▶ **Extracted data**:
*** Begin section ***

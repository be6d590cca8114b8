//! Escalation Coordinator
//!
//! Turns an [`EscalationRequest`] into one additive roster change:
//!
//! 1. resolve the reserve pool for the request's category
//! 2. drain the pool's member listing
//! 3. select a severity-proportional prefix of the pool
//! 4. add the selected members to the target queue
//!
//! An unmapped category is a no-op success. A missing severity fraction, a
//! failed listing page or a rejected mutation are failures surfaced to the
//! caller without retry.

use std::collections::HashMap;
use std::future::Future;
use std::sync::Arc;
use std::time::Duration;

use serde::Serialize;
use tracing::{info, warn};

use super::pagination::{AggregateError, Paginator};
use super::policy::{PolicyError, SeverityPolicy};
use crate::platform::{PlatformError, RosterPlatform};
use crate::types::{EscalationRequest, Importance, Queue, RosterMember};

/// Category → reserve pool mapping.
#[derive(Debug, Clone, Default, PartialEq, Eq)]
pub struct PoolDirectory {
    categories: HashMap<String, String>,
    /// Used for unmapped categories only when explicitly configured.
    default_pool: Option<String>,
}

impl PoolDirectory {
    pub fn new(categories: HashMap<String, String>, default_pool: Option<String>) -> Self {
        Self {
            categories,
            default_pool: default_pool.filter(|p| !p.trim().is_empty()),
        }
    }

    pub fn resolve(&self, category: &str) -> Option<&str> {
        self.categories
            .get(category)
            .or(self.default_pool.as_ref())
            .map(String::as_str)
    }
}

/// Successful escalation results. No-op variants are still successes.
#[derive(Debug, Clone, PartialEq, Serialize)]
#[serde(tag = "status", rename_all = "snake_case")]
pub enum EscalationOutcome {
    /// Members were added to the queue.
    Applied {
        queue_id: String,
        pool_id: String,
        severity: Importance,
        pool_size: usize,
        members: Vec<RosterMember>,
    },
    /// The category has no reserve pool; nothing to do.
    NoPoolMapped { category: String },
    /// The policy selected nobody (zero fraction or empty pool).
    NothingSelected {
        pool_id: String,
        severity: Importance,
        pool_size: usize,
    },
}

impl EscalationOutcome {
    pub fn is_no_op(&self) -> bool {
        !matches!(self, EscalationOutcome::Applied { .. })
    }
}

#[derive(Debug, thiserror::Error)]
pub enum EscalationError {
    #[error("configuration error: {0}")]
    Config(#[from] PolicyError),
    #[error("failed to build reserve pool {pool_id}: {source}")]
    Pool {
        pool_id: String,
        #[source]
        source: AggregateError<PlatformError>,
    },
    #[error("failed to add members to queue {queue_id}: {source}")]
    Platform {
        queue_id: String,
        #[source]
        source: PlatformError,
    },
}

/// Coordinates pool aggregation, member selection and the roster mutation.
pub struct EscalationCoordinator<P: RosterPlatform + ?Sized> {
    platform: Arc<P>,
    policy: SeverityPolicy,
    pools: PoolDirectory,
    paginator: Paginator,
    call_timeout: Duration,
}

impl<P: RosterPlatform + ?Sized> EscalationCoordinator<P> {
    pub fn new(platform: Arc<P>, policy: SeverityPolicy, pools: PoolDirectory) -> Self {
        Self {
            platform,
            policy,
            pools,
            paginator: Paginator::default(),
            call_timeout: Duration::from_secs(crate::config::defaults::PLATFORM_CALL_TIMEOUT_SECS),
        }
    }

    pub fn with_paginator(mut self, paginator: Paginator) -> Self {
        self.paginator = paginator;
        self
    }

    pub fn with_call_timeout(mut self, call_timeout: Duration) -> Self {
        self.call_timeout = call_timeout;
        self
    }

    /// Perform one escalation.
    pub async fn escalate(&self, request: &EscalationRequest) -> Result<EscalationOutcome, EscalationError> {
        let Some(pool_id) = self.pools.resolve(&request.category) else {
            info!(category = %request.category, "No reserve pool mapped for category, nothing to escalate");
            return Ok(EscalationOutcome::NoPoolMapped {
                category: request.category.clone(),
            });
        };

        // Fail on a missing fraction before touching the platform.
        self.policy.fraction(request.severity)?;

        let pool = self.reserve_pool(pool_id).await?;
        let members = self.policy.select_members(&pool, request.severity)?;

        if members.is_empty() {
            info!(
                pool_id,
                severity = %request.severity,
                pool_size = pool.len(),
                "Staffing policy selected no members"
            );
            return Ok(EscalationOutcome::NothingSelected {
                pool_id: pool_id.to_string(),
                severity: request.severity,
                pool_size: pool.len(),
            });
        }

        let queue_id = request.queue_id.as_str();
        let mutation = self.platform.add_queue_members(queue_id, &members);
        bounded(self.call_timeout, mutation).await.map_err(|source| {
            warn!(queue_id, error = %source, "Roster mutation failed");
            EscalationError::Platform {
                queue_id: request.queue_id.clone(),
                source,
            }
        })?;

        info!(
            platform = self.platform.platform_name(),
            queue_id,
            pool_id,
            severity = %request.severity,
            added = members.len(),
            pool_size = pool.len(),
            "Escalation applied"
        );

        Ok(EscalationOutcome::Applied {
            queue_id: request.queue_id.clone(),
            pool_id: pool_id.to_string(),
            severity: request.severity,
            pool_size: pool.len(),
            members,
        })
    }

    /// Drain a reserve group's member listing.
    pub async fn reserve_pool(&self, pool_id: &str) -> Result<Vec<RosterMember>, EscalationError> {
        let platform = &self.platform;
        let timeout = self.call_timeout;
        self.paginator
            .aggregate(move |page, size| bounded(timeout, platform.list_group_members(pool_id, page, size)))
            .await
            .map_err(|source| {
                warn!(pool_id, error = %source, "Reserve pool aggregation failed");
                EscalationError::Pool {
                    pool_id: pool_id.to_string(),
                    source,
                }
            })
    }

    /// Every routing queue on the platform.
    pub async fn queues(&self) -> Result<Vec<Queue>, AggregateError<PlatformError>> {
        let platform = &self.platform;
        let timeout = self.call_timeout;
        self.paginator
            .aggregate(move |page, size| bounded(timeout, platform.list_queues(page, size)))
            .await
    }
}

/// Run a platform call with a deadline; expiry becomes [`PlatformError::Timeout`].
async fn bounded<T, F>(limit: Duration, call: F) -> Result<T, PlatformError>
where
    F: Future<Output = Result<T, PlatformError>>,
{
    match tokio::time::timeout(limit, call).await {
        Ok(result) => result,
        Err(_) => Err(PlatformError::Timeout(limit)),
    }
}
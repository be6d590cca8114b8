//! Liveness endpoint

use axum::extract::State;
use axum::response::Response;
use chrono::Utc;
use serde::Serialize;

use super::ApiState;
use crate::api::envelope::ApiResponse;

#[derive(Debug, Serialize)]
pub struct HealthResponse {
    pub status: &'static str,
    pub uptime_secs: i64,
    /// Revision of the broadcaster's latest set (0 = nothing published yet)
    pub feed_revision: u64,
    pub feed_entries: usize,
    pub classifier_model: String,
}

/// GET /health
pub async fn health(State(state): State<ApiState>) -> Response {
    let (feed_revision, feed_entries) = {
        let snapshot = state.feed_updates.borrow();
        (snapshot.revision, snapshot.entries.len())
    };

    ApiResponse::ok(HealthResponse {
        status: "ok",
        uptime_secs: (Utc::now() - state.started_at).num_seconds(),
        feed_revision,
        feed_entries,
        classifier_model: state.pipeline.model_name().to_string(),
    })
}
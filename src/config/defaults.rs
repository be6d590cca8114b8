//! System-wide default constants.
//!
//! Grouped by subsystem. `EngineConfig` defaults are built from these so the
//! engine behaves identically with no config file present.

// ============================================================================
// Server
// ============================================================================

/// Default HTTP bind address.
pub const DEFAULT_SERVER_ADDR: &str = "0.0.0.0:8080";

/// Environment variable holding the comma-separated CORS allow-list.
pub const CORS_ORIGINS_ENV: &str = "SURGE_CORS_ORIGINS";

/// Maximum accepted request body (bytes). Classification batches are the
/// largest payloads.
pub const MAX_REQUEST_BODY_BYTES: usize = 1024 * 1024;

// ============================================================================
// Feed Broadcaster
// ============================================================================

/// Interval between feed polls (seconds). 300 = 5 minutes.
pub const FEED_POLL_INTERVAL_SECS: u64 = 300;

/// Deadline for one feed fetch (seconds).
pub const FEED_FETCH_TIMEOUT_SECS: u64 = 15;

/// Identifiers remembered for new-entry detection before the oldest is evicted.
pub const SEEN_IDENTIFIER_CAPACITY: usize = 1_000;

/// Snippets longer than this are truncated (characters).
pub const SNIPPET_MAX_CHARS: usize = 500;

// ============================================================================
// Classifier
// ============================================================================

pub const DEFAULT_CLASSIFIER_BASE_URL: &str = "https://api.openai.com/v1";

pub const DEFAULT_CLASSIFIER_MODEL: &str = "gpt-3.5-turbo";

/// Environment variable holding the classifier API key.
pub const CLASSIFIER_API_KEY_ENV: &str = "OPENAI_API_KEY";

/// Deadline for one batch classification call (seconds).
pub const CLASSIFIER_CALL_TIMEOUT_SECS: u64 = 60;

/// Articles per classifier call when the dispatcher chunks new entries.
pub const CLASSIFIER_MAX_BATCH: usize = 20;

/// Delay before the dispatcher retries entries whose classification failed (seconds).
pub const DISPATCH_RETRY_INTERVAL_SECS: u64 = 60;

// ============================================================================
// Roster Platform
// ============================================================================

pub const DEFAULT_PLATFORM_REGION: &str = "mypurecloud.com";

/// Environment variable holding the OAuth client secret.
pub const PLATFORM_CLIENT_SECRET_ENV: &str = "SURGE_PLATFORM_CLIENT_SECRET";

/// Listing page size. Matches the platform's default page size.
pub const DEFAULT_PAGE_SIZE: u32 = 50;

/// Largest page size the platform accepts.
pub const MAX_PAGE_SIZE: u32 = 500;

/// Deadline for one platform call (seconds).
pub const PLATFORM_CALL_TIMEOUT_SECS: u64 = 30;

// ============================================================================
// Staffing Policy
// ============================================================================

/// Default severity → pool fraction table.
pub const DEFAULT_SEVERITY_FRACTIONS: [(&str, f64); 4] = [
    ("CRITICAL", 0.5),
    ("HIGH", 0.3),
    ("MEDIUM", 0.15),
    ("LOW", 0.0),
];
//! REST + WebSocket API using Axum
//!
//! A thin adapter over the engine's operations: feed catalogue and contents,
//! batch classification, roster escalation and live feed updates.

pub mod envelope;
pub mod handlers;
mod routes;
mod ws;

pub use handlers::ApiState;

use axum::extract::DefaultBodyLimit;
use axum::http::{header, Method};
use axum::Router;
use tower_http::cors::CorsLayer;
use tower_http::limit::RequestBodyLimitLayer;
use tower_http::trace::TraceLayer;

use crate::config::defaults::{CORS_ORIGINS_ENV, MAX_REQUEST_BODY_BYTES};

/// Build a CORS layer that is restrictive by default (same-origin only).
///
/// Set `SURGE_CORS_ORIGINS` to a comma-separated list of allowed origins
/// (e.g. `http://localhost:3000` for a dashboard dev server).
fn build_cors_layer() -> CorsLayer {
    let base = CorsLayer::new()
        .allow_methods([Method::GET, Method::POST])
        .allow_headers([header::CONTENT_TYPE, header::AUTHORIZATION]);

    match std::env::var(CORS_ORIGINS_ENV) {
        Ok(origins) => {
            let allowed: Vec<_> = origins
                .split(',')
                .filter_map(|o| o.trim().parse().ok())
                .collect();
            tracing::info!(origins = %origins, "CORS: allowing configured origins");
            base.allow_origin(allowed)
        }
        Err(_) => base,
    }
}

/// Create the complete application router.
pub fn create_app(state: ApiState) -> Router {
    Router::new()
        .nest("/api", routes::api_routes(state.clone()))
        .merge(routes::root_routes(state))
        .fallback(|| async { envelope::ApiErrorResponse::not_found("no such route") })
        .layer(DefaultBodyLimit::disable())
        .layer(RequestBodyLimitLayer::new(MAX_REQUEST_BODY_BYTES))
        .layer(TraceLayer::new_for_http())
        .layer(build_cors_layer())
}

*** End section ***

▶ **Your objective**:
Copy out each line of the listing where the string "PoolDirectory" appears.

▶ **Answer to this task**:
pub struct PoolDirectory {
impl PoolDirectory {
    pools: PoolDirectory,
    pub fn new(platform: Arc<P>, policy: SeverityPolicy, pools: PoolDirectory) -> Self {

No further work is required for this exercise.